+++ Record excerpts +++
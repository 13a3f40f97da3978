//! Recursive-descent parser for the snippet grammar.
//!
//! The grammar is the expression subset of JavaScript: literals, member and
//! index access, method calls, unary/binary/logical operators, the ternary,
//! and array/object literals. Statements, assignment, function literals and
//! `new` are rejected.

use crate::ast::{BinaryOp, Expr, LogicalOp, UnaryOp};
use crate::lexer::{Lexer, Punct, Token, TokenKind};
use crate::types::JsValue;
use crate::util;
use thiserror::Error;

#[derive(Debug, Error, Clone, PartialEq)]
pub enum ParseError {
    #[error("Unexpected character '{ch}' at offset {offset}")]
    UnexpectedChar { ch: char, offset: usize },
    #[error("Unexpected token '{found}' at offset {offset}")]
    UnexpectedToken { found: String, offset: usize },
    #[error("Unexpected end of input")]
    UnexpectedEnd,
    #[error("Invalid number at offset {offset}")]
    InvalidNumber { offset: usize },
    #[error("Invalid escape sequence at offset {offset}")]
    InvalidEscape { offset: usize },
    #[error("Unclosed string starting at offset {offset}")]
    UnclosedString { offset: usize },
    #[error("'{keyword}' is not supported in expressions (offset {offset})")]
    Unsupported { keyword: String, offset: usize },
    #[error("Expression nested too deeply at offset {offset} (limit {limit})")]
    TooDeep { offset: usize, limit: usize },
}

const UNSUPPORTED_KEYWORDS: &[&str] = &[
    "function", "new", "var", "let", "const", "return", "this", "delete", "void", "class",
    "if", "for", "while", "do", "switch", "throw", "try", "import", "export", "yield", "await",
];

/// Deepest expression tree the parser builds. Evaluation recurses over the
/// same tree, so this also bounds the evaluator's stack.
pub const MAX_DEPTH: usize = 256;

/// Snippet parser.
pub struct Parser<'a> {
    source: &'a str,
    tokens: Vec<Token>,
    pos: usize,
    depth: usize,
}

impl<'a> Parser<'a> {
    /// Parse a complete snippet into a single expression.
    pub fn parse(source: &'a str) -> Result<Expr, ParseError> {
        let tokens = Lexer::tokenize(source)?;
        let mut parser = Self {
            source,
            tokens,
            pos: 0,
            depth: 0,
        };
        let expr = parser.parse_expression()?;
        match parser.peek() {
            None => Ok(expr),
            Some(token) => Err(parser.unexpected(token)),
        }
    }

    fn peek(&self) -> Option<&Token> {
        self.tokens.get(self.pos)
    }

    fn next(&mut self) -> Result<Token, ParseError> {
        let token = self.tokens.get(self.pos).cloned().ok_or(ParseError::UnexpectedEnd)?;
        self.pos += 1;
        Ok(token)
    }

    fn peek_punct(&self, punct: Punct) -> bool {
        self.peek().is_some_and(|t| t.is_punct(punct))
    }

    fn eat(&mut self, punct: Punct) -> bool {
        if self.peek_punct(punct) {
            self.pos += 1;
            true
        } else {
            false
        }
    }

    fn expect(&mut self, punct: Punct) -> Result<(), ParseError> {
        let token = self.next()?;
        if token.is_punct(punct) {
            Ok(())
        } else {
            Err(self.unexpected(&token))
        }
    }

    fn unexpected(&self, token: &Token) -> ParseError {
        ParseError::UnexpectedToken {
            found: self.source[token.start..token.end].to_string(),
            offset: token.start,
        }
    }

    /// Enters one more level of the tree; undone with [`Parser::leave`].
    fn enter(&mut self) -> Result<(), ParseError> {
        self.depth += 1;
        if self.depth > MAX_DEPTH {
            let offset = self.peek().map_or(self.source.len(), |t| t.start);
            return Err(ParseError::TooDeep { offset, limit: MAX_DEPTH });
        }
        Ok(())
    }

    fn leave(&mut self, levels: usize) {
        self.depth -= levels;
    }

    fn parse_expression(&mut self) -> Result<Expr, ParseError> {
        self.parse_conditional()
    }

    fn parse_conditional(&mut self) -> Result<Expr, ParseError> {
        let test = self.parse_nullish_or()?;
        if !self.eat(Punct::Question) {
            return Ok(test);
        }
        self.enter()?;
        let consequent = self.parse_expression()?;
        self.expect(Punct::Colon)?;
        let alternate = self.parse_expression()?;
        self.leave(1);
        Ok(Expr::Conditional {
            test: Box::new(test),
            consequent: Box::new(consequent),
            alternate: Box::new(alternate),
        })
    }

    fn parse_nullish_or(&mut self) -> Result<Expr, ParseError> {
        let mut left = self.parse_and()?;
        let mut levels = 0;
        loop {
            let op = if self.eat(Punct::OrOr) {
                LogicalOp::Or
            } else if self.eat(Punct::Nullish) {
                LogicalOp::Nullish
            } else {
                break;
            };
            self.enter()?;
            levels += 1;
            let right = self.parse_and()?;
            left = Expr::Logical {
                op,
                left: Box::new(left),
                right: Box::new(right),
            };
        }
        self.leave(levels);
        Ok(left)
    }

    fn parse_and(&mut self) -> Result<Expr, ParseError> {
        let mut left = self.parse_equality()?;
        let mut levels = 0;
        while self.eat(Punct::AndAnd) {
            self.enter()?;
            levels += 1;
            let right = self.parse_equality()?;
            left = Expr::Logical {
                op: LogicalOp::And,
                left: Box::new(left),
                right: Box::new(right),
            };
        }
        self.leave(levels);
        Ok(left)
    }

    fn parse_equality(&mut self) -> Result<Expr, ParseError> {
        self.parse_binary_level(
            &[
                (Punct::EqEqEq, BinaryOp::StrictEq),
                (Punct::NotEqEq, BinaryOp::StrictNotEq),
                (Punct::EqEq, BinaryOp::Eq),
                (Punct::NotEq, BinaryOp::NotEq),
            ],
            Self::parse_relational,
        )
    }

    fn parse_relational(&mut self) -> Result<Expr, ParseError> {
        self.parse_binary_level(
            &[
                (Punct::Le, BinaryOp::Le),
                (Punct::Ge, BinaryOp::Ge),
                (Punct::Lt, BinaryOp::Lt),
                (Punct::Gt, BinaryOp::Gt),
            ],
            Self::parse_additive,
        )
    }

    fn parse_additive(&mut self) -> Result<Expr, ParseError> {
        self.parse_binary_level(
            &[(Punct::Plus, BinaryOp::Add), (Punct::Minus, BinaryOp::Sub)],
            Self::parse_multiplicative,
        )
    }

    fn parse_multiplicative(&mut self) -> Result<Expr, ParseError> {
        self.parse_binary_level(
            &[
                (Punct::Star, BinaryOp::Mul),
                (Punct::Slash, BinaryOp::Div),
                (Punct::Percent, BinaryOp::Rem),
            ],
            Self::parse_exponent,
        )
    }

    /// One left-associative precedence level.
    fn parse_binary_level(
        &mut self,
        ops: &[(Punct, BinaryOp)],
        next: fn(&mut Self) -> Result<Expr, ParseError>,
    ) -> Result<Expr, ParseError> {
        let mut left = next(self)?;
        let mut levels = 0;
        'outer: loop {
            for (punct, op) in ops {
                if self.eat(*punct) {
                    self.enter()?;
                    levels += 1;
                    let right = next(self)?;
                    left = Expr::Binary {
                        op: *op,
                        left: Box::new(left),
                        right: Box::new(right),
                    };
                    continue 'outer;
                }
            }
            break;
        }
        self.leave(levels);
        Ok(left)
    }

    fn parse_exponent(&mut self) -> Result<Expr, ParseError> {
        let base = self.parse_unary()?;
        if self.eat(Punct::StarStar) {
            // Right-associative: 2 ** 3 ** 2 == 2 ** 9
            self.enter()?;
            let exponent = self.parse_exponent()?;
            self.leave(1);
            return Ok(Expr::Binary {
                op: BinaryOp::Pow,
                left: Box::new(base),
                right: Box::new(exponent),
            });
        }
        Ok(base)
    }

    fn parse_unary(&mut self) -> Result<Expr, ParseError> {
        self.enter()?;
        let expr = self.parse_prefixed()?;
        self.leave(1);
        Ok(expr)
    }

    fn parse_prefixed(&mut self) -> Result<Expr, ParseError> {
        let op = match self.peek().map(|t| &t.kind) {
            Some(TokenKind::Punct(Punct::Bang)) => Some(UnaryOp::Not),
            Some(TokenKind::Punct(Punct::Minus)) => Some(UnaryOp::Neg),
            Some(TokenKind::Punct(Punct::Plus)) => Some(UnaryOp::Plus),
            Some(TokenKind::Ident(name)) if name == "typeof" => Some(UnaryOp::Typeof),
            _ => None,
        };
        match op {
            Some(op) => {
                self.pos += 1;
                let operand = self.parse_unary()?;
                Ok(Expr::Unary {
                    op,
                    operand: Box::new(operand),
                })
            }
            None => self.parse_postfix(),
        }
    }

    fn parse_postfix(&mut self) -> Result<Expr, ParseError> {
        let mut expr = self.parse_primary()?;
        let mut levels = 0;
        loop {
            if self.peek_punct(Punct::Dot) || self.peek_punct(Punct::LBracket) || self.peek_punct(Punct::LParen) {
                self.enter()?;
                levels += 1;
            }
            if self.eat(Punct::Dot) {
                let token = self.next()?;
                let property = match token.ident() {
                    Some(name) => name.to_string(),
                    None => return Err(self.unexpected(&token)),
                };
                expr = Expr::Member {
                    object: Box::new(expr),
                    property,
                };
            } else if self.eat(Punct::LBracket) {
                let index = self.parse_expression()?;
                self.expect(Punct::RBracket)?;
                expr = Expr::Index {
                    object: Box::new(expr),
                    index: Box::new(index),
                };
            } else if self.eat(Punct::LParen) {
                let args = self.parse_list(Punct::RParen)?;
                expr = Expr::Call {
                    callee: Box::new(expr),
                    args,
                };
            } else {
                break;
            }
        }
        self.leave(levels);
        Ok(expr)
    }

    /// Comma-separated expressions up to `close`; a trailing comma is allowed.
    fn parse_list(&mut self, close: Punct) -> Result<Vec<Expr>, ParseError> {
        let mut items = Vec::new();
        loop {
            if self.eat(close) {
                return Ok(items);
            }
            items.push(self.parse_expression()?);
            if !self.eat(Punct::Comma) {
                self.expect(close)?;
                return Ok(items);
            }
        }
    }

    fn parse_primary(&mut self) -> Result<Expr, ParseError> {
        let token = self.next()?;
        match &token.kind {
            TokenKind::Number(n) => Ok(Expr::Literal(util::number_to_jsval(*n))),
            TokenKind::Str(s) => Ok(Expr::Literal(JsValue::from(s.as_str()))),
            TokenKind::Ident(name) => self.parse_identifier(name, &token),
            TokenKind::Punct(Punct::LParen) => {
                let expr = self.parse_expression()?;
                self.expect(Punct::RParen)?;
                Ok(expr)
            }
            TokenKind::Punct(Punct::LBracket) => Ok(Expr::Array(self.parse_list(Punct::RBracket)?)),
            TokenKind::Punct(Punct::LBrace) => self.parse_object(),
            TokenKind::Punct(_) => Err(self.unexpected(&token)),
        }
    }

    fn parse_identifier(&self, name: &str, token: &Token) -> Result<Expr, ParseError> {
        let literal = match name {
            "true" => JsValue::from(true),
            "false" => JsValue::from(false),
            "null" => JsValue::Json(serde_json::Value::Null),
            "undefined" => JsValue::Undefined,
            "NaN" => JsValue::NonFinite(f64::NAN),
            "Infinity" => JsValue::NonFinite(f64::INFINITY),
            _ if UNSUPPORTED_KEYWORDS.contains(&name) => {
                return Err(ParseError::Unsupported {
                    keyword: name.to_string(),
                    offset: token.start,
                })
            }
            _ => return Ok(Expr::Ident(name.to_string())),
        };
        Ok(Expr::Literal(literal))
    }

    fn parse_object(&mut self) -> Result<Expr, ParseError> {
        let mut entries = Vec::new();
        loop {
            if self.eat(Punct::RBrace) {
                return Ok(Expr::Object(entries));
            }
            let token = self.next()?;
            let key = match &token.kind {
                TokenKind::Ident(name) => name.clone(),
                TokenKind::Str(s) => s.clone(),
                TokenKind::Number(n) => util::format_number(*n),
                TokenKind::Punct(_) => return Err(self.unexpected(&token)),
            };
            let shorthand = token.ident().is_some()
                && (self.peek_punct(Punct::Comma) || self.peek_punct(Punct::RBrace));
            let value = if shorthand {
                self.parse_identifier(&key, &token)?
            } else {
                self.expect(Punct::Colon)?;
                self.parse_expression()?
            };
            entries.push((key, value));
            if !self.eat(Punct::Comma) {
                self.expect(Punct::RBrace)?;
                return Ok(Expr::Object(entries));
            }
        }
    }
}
+++
+++ Record excerpts +++
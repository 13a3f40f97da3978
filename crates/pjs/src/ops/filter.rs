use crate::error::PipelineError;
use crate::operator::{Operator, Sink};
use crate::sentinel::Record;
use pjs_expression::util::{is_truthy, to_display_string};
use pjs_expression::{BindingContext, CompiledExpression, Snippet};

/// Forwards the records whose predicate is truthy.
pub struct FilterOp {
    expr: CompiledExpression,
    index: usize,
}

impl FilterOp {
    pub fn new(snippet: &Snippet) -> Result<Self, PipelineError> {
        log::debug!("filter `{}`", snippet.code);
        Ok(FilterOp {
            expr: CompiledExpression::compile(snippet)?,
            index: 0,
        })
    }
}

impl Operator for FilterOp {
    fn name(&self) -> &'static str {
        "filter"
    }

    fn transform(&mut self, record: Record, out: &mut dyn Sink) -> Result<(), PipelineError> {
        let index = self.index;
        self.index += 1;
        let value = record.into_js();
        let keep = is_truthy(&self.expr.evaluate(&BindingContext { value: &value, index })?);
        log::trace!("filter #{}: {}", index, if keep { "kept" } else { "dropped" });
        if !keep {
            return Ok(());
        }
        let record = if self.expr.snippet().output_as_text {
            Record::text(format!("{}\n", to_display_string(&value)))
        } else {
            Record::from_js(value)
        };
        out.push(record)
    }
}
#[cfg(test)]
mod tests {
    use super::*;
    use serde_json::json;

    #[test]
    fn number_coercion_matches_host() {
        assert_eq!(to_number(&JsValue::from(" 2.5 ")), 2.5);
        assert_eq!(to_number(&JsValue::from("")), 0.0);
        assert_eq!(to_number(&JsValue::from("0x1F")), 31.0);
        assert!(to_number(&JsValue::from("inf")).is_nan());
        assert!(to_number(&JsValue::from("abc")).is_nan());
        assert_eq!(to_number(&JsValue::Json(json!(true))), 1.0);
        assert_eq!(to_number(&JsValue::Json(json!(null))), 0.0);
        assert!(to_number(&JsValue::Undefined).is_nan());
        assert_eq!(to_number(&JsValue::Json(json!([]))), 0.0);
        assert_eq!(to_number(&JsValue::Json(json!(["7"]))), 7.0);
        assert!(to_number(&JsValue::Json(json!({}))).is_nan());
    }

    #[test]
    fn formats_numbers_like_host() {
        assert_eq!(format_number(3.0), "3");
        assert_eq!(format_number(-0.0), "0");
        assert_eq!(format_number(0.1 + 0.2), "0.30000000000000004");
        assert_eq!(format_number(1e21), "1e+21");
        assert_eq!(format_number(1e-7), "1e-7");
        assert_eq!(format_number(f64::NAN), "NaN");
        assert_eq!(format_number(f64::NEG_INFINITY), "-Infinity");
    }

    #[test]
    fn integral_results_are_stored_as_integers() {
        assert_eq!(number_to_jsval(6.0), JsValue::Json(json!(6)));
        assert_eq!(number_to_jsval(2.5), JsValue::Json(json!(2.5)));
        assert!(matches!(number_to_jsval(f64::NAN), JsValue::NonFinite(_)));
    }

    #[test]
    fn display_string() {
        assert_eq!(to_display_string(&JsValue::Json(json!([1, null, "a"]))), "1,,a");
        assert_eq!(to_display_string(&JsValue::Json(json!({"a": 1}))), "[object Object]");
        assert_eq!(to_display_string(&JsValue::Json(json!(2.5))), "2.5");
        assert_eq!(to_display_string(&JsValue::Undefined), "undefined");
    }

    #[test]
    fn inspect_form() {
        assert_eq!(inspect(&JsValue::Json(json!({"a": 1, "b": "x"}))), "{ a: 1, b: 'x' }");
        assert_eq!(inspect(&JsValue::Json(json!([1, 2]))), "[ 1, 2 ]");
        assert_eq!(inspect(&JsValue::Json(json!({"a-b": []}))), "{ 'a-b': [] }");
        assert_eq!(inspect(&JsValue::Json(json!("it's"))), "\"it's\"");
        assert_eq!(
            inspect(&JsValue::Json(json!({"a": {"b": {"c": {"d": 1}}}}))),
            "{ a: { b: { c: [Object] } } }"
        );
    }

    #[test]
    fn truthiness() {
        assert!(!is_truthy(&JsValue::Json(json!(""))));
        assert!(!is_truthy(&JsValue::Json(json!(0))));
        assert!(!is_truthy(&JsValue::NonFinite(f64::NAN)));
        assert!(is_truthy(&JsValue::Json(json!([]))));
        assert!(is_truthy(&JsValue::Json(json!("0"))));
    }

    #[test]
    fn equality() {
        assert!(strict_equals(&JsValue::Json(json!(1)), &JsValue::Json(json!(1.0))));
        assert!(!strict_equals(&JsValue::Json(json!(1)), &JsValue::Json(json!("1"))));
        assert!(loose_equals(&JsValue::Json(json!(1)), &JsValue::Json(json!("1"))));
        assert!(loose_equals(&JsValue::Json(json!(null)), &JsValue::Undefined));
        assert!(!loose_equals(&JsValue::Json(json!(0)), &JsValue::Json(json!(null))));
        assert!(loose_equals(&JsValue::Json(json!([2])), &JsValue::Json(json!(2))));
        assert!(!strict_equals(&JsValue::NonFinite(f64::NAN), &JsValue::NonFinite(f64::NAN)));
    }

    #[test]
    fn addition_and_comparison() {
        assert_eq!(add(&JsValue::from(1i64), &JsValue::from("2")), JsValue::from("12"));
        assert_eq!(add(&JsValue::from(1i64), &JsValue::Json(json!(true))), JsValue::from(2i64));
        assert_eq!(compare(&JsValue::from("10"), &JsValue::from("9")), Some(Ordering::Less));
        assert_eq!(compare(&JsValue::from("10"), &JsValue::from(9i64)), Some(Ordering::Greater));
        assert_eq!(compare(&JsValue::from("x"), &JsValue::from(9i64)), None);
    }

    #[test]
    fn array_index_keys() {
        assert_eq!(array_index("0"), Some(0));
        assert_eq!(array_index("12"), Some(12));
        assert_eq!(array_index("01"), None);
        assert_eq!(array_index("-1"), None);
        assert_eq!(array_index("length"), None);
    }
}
+++
_Work task_.
Look above for the line with "self.index += 1;" and the line with "assert_eq!(to_number(&JsValue::Json(json!(true))), 1.0);", and reproduce exactly those two lines plus every line between, nothing more.

_Expected answer_.
        self.index += 1;
        let value = record.into_js();
        let keep = is_truthy(&self.expr.evaluate(&BindingContext { value: &value, index })?);
        log::trace!("filter #{}: {}", index, if keep { "kept" } else { "dropped" });
        if !keep {
            return Ok(());
        }
        let record = if self.expr.snippet().output_as_text {
            Record::text(format!("{}\n", to_display_string(&value)))
        } else {
            Record::from_js(value)
        };
        out.push(record)
    }
}
#[cfg(test)]
mod tests {
    use super::*;
    use serde_json::json;

    #[test]
    fn number_coercion_matches_host() {
        assert_eq!(to_number(&JsValue::from(" 2.5 ")), 2.5);
        assert_eq!(to_number(&JsValue::from("")), 0.0);
        assert_eq!(to_number(&JsValue::from("0x1F")), 31.0);
        assert!(to_number(&JsValue::from("inf")).is_nan());
        assert!(to_number(&JsValue::from("abc")).is_nan());
        assert_eq!(to_number(&JsValue::Json(json!(true))), 1.0);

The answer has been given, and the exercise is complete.